- _WHAT YOU ARE ASKED TO DO_
Where a line below holds the string "request", copy that line.
---- MATERIAL TO PROCESS
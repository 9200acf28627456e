use thiserror::Error;

/// Error type for parsing Feature from string
#[derive(Error, Debug, Clone, PartialEq, Eq)]
#[error("invalid feature string")]
pub struct FeatureParseError;

/// Result codes returned by every fallible core operation.
///
/// The core never panics on caller-supplied input; every failure mode that
/// can arise from bad arguments, resource exhaustion, or a collaborator
/// (Slang, a backend) reporting trouble is represented here.
#[derive(Error, Debug, Clone, PartialEq, Eq)]
pub enum RhiError {
    #[error("invalid argument: {0}")]
    InvalidArgument(String),

    #[error("feature not available: {0}")]
    NotAvailable(String),

    #[error("out of memory")]
    OutOfMemory,

    #[error("shader compilation failed: {0}")]
    CompilationFailure(String),

    #[error("object already finalized")]
    AlreadyFinalized,

    #[error("backend error: {0}")]
    BackendError(String),

    #[error("operation timed out")]
    Timeout,

    #[error("resource not found")]
    NotFound,

    #[error("internal error: {0}")]
    Internal(String),
}

impl From<FeatureParseError> for RhiError {
    fn from(_: FeatureParseError) -> Self {
        RhiError::InvalidArgument("unrecognized feature name".into())
    }
}
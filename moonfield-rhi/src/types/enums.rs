use bitflags::bitflags;
use std::str::FromStr;

use super::errors::FeatureParseError;

#[derive(Debug, Clone, Copy, PartialEq, Eq, Hash)]
pub enum StructType {
    ShaderProgramDesc,
    InputLayoutDesc,
    BufferDesc,
    TextureDesc,
    TextureViewDesc,
    SamplerDesc,
    AccelerationStructureDesc,
    FenceDesc,
    RenderPipelineDesc,
    ComputePipelineDesc,
    RayTracingPipelineDesc,
    ShaderTableDesc,
    QueryPoolDesc,
    DeviceDesc,
    HeapDesc,

    D3D12DeviceExtendedDesc,
    D3D12ExperimentalFeaturesDesc,

    VulkanDeviceExtendedDesc,
}

#[derive(Debug, Clone, Copy, PartialEq, Eq, Hash, Default)]
pub enum DeviceType {
    /// Select the best backend available on the host platform.
    #[default]
    Default,
    Vulkan,
    Metal,
    D3D12,
    WGPU,
    /// In-process software rasterizer/compute backend, used for headless testing.
    Cpu,
}

macro_rules! rhi_features {
    ($(($name:ident, $string:literal)),* $(,)?) => {
        #[derive(Debug, Clone, Copy, PartialEq, Eq, Hash)]
        pub enum Feature {
            $($name,)*
            _Count,
        }

        impl Feature {
            pub fn as_str(&self) -> &'static str {
                match self {
                    $(Feature::$name => $string,)*
                    Feature::_Count => "_count",
                }
            }
        }

        impl FromStr for Feature {
            type Err = FeatureParseError;

            fn from_str(s: &str) -> Result<Self, Self::Err> {
                match s {
                    $($string => Ok(Feature::$name),)*
                    "_count" => Ok(Feature::_Count),
                    _ => Err(FeatureParseError),
                }
            }
        }
    };
}

rhi_features! {
    (HardwareDevice, "hardware-device"),
    (SoftwareDevice, "software-device"),
    (ParameterBlock, "parameter-block"),
    (Bindless, "bindless"),
    (Surface, "surface"),
    (PipelineCache, "pipeline-cache"),
    // Rasterization features
    (Rasterization, "rasterization"),
    (Barycentrics, "barycentrics"),
    (MultiView, "multi-view"),
    (RasterizerOrderedViews, "rasterizer-ordered-views"),
    (ConservativeRasterization, "conservative-rasterization"),
    (CustomBorderColor, "custom-border-color"),
    (FragmentShadingRate, "fragment-shading-rate"),
    (SamplerFeedback, "sampler-feedback"),
    // Ray tracing features
    (AccelerationStructure, "acceleration-structure"),
    (AccelerationStructureSpheres, "acceleration-structure-spheres"),
    (AccelerationStructureLinearSweptSpheres, "acceleration-structure-linear-swept-spheres"),
    (RayTracing, "ray-tracing"),
    (RayQuery, "ray-query"),
    (ShaderExecutionReordering, "shader-execution-reordering"),
    (RayTracingValidation, "ray-tracing-validation"),
    // Other features
    (TimestampQuery, "timestamp-query"),
    (RealtimeClock, "realtime-clock"),
    (CooperativeVector, "cooperative-vector"),
    (CooperativeMatrix, "cooperative-matrix"),
    (Sm5_1, "sm_5_1"),
    (Sm6_0, "sm_6_0"),
    (Sm6_1, "sm_6_1"),
    (Sm6_2, "sm_6_2"),
    (Sm6_3, "sm_6_3"),
    (Sm6_4, "sm_6_4"),
    (Sm6_5, "sm_6_5"),
    (Sm6_6, "sm_6_6"),
    (Sm6_7, "sm_6_7"),
    (Sm6_8, "sm_6_8"),
    (Sm6_9, "sm_6_9"),
    (Half, "half"),
    (Double, "double"),
    (Int16, "int16"),
    (Int64, "int64"),
    (AtomicFloat, "atomic-float"),
    (AtomicHalf, "atomic-half"),
    (AtomicInt64, "atomic-int64"),
    (WaveOps, "wave-ops"),
    (MeshShader, "mesh-shader"),
    (Pointer, "has-ptr"),
    // D3D12 specific features
    (ConservativeRasterization1, "conservative-rasterization-1"),
    (ConservativeRasterization2, "conservative-rasterization-2"),
    (ConservativeRasterization3, "conservative-rasterization-3"),
    (ProgrammableSamplePositions1, "programmable-sample-positions-1"),
    (ProgrammableSamplePositions2, "programmable-sample-positions-2"),
    // Vulkan specific features
    (ShaderResourceMinLod, "shader-resource-min-lod"),
    // Metal specific features
    (ArgumentBufferTier2, "argument-buffer-tier-2"),
}

#[derive(Debug, Clone, Copy, PartialEq, Eq, Hash)]
pub enum AccessFlag {
    None,
    Read,
    Write,
}

/// Defines how linking should be performed for a shader program.
#[derive(Debug, Clone, Copy, PartialEq, Eq, Hash)]
pub enum LinkingStyle {
    /// Compose all entry-points in a single program, then compile all entry-points together with the same set of root shader arguments.
    SingleProgram,

    /// Link and compile each entry-point individually
    SeparateEntryPointCompilation,
}
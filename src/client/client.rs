//! # Client Core
//!
//! Drives one request/response exchange: connect, send the image bytes as a
//! single frame, wait for the tagged response, and hand back the PNG mask.
//!
//! A connection that closes before a complete response frame arrives is a
//! failed request ([`ClientError::Transport`]). The server may answer before
//! it has read the whole request (an oversized frame); if sending fails, any
//! error response already on the wire is still reported as
//! [`ClientError::Rejected`].

use std::path::Path;

use log::{debug, info};
use tokio::net::TcpStream;

use crate::common::config::ClientConfig;
use crate::common::connection::Connection;
use crate::common::protocol::Response;
use crate::error::ClientError;

pub struct ClientCore {
    config: ClientConfig,
}

impl ClientCore {
    /// # Example
    /// ```ignore
    /// let core = ClientCore::new(ClientConfig::default());
    /// core.process_file("photo.jpg", "edges.png").await?;
    /// ```
    pub fn new(config: ClientConfig) -> Self {
        Self { config }
    }

    /// Send raw image bytes and return the PNG edge mask.
    ///
    /// # Errors
    /// - [`ClientError::Connect`] if the server is unreachable
    /// - [`ClientError::Transport`] on a short read/write or timeout
    /// - [`ClientError::Rejected`] if the server answered with an error response
    /// - [`ClientError::MalformedResponse`] for an unrecognised response payload
    pub async fn detect_edges(&self, image_data: &[u8]) -> Result<Vec<u8>, ClientError> {
        let address = &self.config.server_address;
        let stream = TcpStream::connect(address)
            .await
            .map_err(|source| ClientError::Connect {
                addr: address.clone(),
                source,
            })?;
        let mut conn = Connection::new(stream)
            .with_max_frame_size(self.config.max_frame_bytes)
            .with_timeout(self.config.io_timeout());

        info!(
            "📤 Sending {} image bytes to {}",
            image_data.len(),
            address
        );
        if let Err(write_err) = conn.write_frame(image_data).await {
            debug!("Sending request failed ({}), checking for a response", write_err);
            return match conn.read_frame().await.map(|p| Response::from_bytes(&p)) {
                Ok(Ok(Response::Failure { code, message })) => {
                    Err(ClientError::Rejected { code, message })
                }
                _ => Err(write_err.into()),
            };
        }

        let payload = conn.read_frame().await?;
        match Response::from_bytes(&payload).map_err(ClientError::MalformedResponse)? {
            Response::Edges(png) => {
                info!("📥 Received {} byte edge mask", png.len());
                Ok(png)
            }
            Response::Failure { code, message } => Err(ClientError::Rejected { code, message }),
        }
    }

    /// Read `input`, process it remotely, and write the mask to `output`.
    pub async fn process_file(
        &self,
        input: impl AsRef<Path>,
        output: impl AsRef<Path>,
    ) -> Result<(), ClientError> {
        let image_data = tokio::fs::read(input.as_ref()).await?;
        let png = self.detect_edges(&image_data).await?;
        tokio::fs::write(output.as_ref(), &png).await?;

        info!("✅ Edges written to {}", output.as_ref().display());
        Ok(())
    }
}
//! # Server Components
//!
//! - [`server`]: the edge-detection pipeline ([`ServerCore`])
//! - [`listener`]: TCP accept loop and per-connection exchange ([`Server`])
//! - [`metrics`]: request counters shared across connections

pub mod listener;
pub mod metrics;
pub mod server;

pub use listener::Server;
pub use metrics::ServerMetrics;
pub use server::ServerCore;
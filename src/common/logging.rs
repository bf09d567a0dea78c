use env_logger::{Builder, Env};
use log::LevelFilter;
use std::io::Write;

/// Initialize the logging system with timestamp, level, and message formatting.
///
/// Format: `[HH:MM:SS] [LEVEL] message`. `default_level` applies unless
/// `RUST_LOG` says otherwise.
pub fn init_logger(default_level: LevelFilter) {
    Builder::from_env(Env::default().default_filter_or(default_level.to_string()))
        .format(|buf, record| {
            writeln!(
                buf,
                "[{}] [{}] {}",
                chrono::Local::now().format("%H:%M:%S"),
                record.level(),
                record.args()
            )
        })
        .init();
}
--------
- _EXPECTED OUTPUT_
//! Drives one request/response exchange: connect, send the image bytes as a
//! failed request ([`ClientError::Transport`]). The server may answer before
//! it has read the whole request (an oversized frame); if sending fails, any
            debug!("Sending request failed ({}), checking for a response", write_err);
//! - [`metrics`]: request counters shared across connections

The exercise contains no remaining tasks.